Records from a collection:
_ _ _ _

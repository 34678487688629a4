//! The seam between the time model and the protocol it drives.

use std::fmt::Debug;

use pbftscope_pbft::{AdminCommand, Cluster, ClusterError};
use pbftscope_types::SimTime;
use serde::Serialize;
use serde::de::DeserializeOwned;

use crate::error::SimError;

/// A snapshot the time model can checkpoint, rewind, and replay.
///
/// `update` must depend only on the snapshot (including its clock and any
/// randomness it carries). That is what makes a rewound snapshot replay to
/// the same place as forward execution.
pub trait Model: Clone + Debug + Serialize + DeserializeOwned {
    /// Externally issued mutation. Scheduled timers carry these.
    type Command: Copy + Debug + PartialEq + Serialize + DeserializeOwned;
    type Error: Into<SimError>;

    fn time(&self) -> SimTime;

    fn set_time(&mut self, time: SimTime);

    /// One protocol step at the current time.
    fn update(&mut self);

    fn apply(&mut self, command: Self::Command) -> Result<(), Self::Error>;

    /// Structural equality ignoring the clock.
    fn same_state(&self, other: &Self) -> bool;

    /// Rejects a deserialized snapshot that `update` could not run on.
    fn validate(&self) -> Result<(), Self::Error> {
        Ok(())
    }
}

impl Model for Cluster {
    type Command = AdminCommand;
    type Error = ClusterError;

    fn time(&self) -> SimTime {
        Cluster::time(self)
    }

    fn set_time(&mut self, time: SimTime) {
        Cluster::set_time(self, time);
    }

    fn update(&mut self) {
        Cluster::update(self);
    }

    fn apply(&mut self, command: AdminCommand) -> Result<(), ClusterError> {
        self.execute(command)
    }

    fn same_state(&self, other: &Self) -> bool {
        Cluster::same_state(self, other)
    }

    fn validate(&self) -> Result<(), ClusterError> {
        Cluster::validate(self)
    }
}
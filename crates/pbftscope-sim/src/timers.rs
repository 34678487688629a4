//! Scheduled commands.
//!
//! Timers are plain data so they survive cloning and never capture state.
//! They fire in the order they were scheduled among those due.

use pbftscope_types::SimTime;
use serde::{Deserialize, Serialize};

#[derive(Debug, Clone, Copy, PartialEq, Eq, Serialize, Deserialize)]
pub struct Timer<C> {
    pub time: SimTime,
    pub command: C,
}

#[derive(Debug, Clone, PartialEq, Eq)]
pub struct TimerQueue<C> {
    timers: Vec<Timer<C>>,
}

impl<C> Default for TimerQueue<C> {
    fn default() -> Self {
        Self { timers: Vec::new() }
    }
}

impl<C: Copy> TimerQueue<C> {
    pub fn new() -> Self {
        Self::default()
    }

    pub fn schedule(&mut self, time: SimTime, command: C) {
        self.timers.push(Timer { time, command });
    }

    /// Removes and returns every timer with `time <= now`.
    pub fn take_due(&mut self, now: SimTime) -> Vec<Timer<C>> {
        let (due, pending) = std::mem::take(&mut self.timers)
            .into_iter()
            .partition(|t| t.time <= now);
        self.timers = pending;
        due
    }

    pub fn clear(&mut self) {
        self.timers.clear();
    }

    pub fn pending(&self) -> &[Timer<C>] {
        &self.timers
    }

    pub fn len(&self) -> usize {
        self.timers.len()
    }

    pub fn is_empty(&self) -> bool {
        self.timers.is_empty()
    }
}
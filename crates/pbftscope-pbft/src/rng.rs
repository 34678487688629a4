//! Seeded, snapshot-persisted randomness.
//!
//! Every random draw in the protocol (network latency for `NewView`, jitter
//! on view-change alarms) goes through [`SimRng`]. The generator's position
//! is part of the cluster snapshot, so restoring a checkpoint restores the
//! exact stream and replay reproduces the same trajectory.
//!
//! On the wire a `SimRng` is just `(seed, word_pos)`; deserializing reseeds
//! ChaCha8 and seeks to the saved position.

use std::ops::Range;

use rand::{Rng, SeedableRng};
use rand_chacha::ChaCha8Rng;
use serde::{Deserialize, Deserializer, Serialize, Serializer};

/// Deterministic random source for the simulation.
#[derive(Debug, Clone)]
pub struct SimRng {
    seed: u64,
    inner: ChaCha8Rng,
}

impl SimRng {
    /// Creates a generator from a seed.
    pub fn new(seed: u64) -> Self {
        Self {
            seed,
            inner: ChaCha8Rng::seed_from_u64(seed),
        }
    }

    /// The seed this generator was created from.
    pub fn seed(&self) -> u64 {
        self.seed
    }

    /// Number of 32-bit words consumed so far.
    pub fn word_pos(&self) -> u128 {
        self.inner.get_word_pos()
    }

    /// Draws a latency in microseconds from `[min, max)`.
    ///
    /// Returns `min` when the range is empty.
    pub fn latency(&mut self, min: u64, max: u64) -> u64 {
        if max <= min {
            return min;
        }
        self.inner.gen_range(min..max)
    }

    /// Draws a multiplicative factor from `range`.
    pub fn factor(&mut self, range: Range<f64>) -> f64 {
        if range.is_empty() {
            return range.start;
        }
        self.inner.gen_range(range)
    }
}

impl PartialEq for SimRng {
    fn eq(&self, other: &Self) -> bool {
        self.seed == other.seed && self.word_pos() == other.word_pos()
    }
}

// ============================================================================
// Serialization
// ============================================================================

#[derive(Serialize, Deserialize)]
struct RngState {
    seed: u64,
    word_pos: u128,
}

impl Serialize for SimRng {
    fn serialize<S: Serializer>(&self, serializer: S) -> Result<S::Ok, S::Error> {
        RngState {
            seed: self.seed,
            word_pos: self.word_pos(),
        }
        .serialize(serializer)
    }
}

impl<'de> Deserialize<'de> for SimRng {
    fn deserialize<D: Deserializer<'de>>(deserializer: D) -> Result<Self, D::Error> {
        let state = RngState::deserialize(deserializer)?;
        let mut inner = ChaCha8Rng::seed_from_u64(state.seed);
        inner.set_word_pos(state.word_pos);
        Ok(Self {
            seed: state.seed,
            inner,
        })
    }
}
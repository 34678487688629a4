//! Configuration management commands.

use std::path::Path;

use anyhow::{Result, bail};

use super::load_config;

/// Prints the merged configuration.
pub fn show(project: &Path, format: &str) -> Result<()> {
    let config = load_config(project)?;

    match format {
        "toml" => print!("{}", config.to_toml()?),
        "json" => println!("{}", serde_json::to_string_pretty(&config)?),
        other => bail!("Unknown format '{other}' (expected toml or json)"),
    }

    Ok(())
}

_ _ _ _

Every line in the data that holds the string "bool" should be returned.

    fn same_state(&self, other: &Self) -> bool;
    fn same_state(&self, other: &Self) -> bool {
    pub fn is_empty(&self) -> bool {
    fn eq(&self, other: &Self) -> bool {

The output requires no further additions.